While the Rajneeshees claimed to merge the spirituality of the East with the sensuality of the West, when seen from the perspective which nearly four decades offers, it might be more accurate to say that Osho was just a blissed-out Gordon Gekko with a taste for white robes. While someone could write a remarkable essay digging into the psychological roots of a cult, the appeal of Osho seemed to have been largely aesthetic. He wore an unwaveringly serene smile, his massive wealth came from unknown reserves, and he drove around in a Rolls Royce like some kind of Saudi prince. His reputation for profundity was buried in an ever more remote past, for once his followers came to the US, Osho said nothing publicly for years, but relied exclusively on Sheela, his secretary, to communicate with the faithful. In this way, he was not like Jim Jones or David Koresh, who were fiery rhetoricians and far more accessible than Osho, who collected luxury automobiles and had a receipt spike of speeding tickets. Koresh and Jones were also far more burdened by their messianic roles, but Osho tied the mantle over his shoulders like a Lacoste sweater. Like the Branch Davidians, the Rajneeshees kept a sizable cache of guns on hand, but their violence was limited: a few attempted murders, and the greatest act of bioterrorism is the history of America, which involved covertly spraying Salmonella on a bevy of salad bars in The Dalles, Oregon. The threat level posed by the Rajneeshees was just north of antics, just south of real villainy. The Duplass brothers use their sources to make ample reference to Osho’s remarkable teaching, but none of that teaching is actually quoted in the documentary. This absence confirms the viewer’s growing suspicion that you just had to be there. The appeal of a cult is momentary, eminent, suddenly emergent, and resists an accurate summary. Unlike apocalyptic cults, which grow stronger with failed predictions of the end, the city the Rajneeshees started fell apart when Osho fled the country. While the Rajneesh movement still claims membership today, they by no means occupy an entire city, intimidate municipal governments, or command the attention of Hollywood elites, as they once did. Strike the shepherd and the sheep scatter. Perhaps a cult can only be known in retrospect.

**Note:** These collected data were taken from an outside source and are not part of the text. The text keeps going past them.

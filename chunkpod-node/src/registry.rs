//! Peer registry: the node-local set of known peers, shared by discovery, upload,
//! download and the server.

use std::collections::HashSet;
use std::sync::Arc;

use chunkpod_core::Node;
use tokio::sync::RwLock;

/// Cheap to clone; all clones share one set. Never contains the local node.
#[derive(Debug, Clone)]
pub struct PeerRegistry {
    local: Node,
    peers: Arc<RwLock<HashSet<Node>>>,
}

impl PeerRegistry {
    pub fn new(local: Node) -> Self {
        Self {
            local,
            peers: Arc::new(RwLock::new(HashSet::new())),
        }
    }

    pub fn local(&self) -> Node {
        self.local
    }

    /// Add a peer. Returns true if it was not known before. The local node and the
    /// null node are ignored.
    pub async fn insert(&self, node: Node) -> bool {
        if node == self.local || node.is_null() || node.port == 0 {
            return false;
        }
        self.peers.write().await.insert(node)
    }

    pub async fn extend(&self, nodes: impl IntoIterator<Item = Node>) -> usize {
        let mut added = 0;
        for node in nodes {
            if self.insert(node).await {
                added += 1;
            }
        }
        added
    }

    #[cfg(test)]
    pub async fn contains(&self, node: &Node) -> bool {
        self.peers.read().await.contains(node)
    }

    /// Current members. Order is unspecified.
    pub async fn snapshot(&self) -> Vec<Node> {
        self.peers.read().await.iter().copied().collect()
    }

    pub async fn len(&self) -> usize {
        self.peers.read().await.len()
    }
}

When the whole thing falls apart after the charismatic leader dies, it was never of God, for God speaks from beyond the grave.
By the end of it all, you could almost believe that back when Osho was merely Chandra Mohan Jain, he sent away for a cult leader kit he saw on television and—results not typical— the fellow just made an awful lot of hay while the sun shone. This is not to say the Rajneeshees had no real believers. There must be at least one to keep the plane aloft. The most fascinating figure in Wild Wild Country is Philip Toelkes, the kind, mellow, starry-eyed lawyer who kept the Rajneeshees' lights on for nearly a decade, even when the full weight of the law was bearing down on them. The Duplasses appeal to Toelkes often, and he seems now to have been a fellow who knew the law, but also probably supported Greenpeace before it was cool, knew Zen and the Art of Motorcycle Maintenance, and had a subscription to National Geographic. In the documentary, Philip Toelkes holds his head high, remembers the era clearly, speaks with dignity and aplomb, and still credits Osho as a great man. When St. Paul teaches that faith is “the substance of things hoped for,” he ascribes remarkable power to faith in general, not only the Christian faith in particular. Faith has some kind of power to call future things into existence now, even if those future things are awful. Faith is what you’re going to get, so make sure your faith rests in the right thing. Toelkes’s faith in Osho is both sad and wonderful. He thinks far better of him than he deserves. Every parent knows the feeling.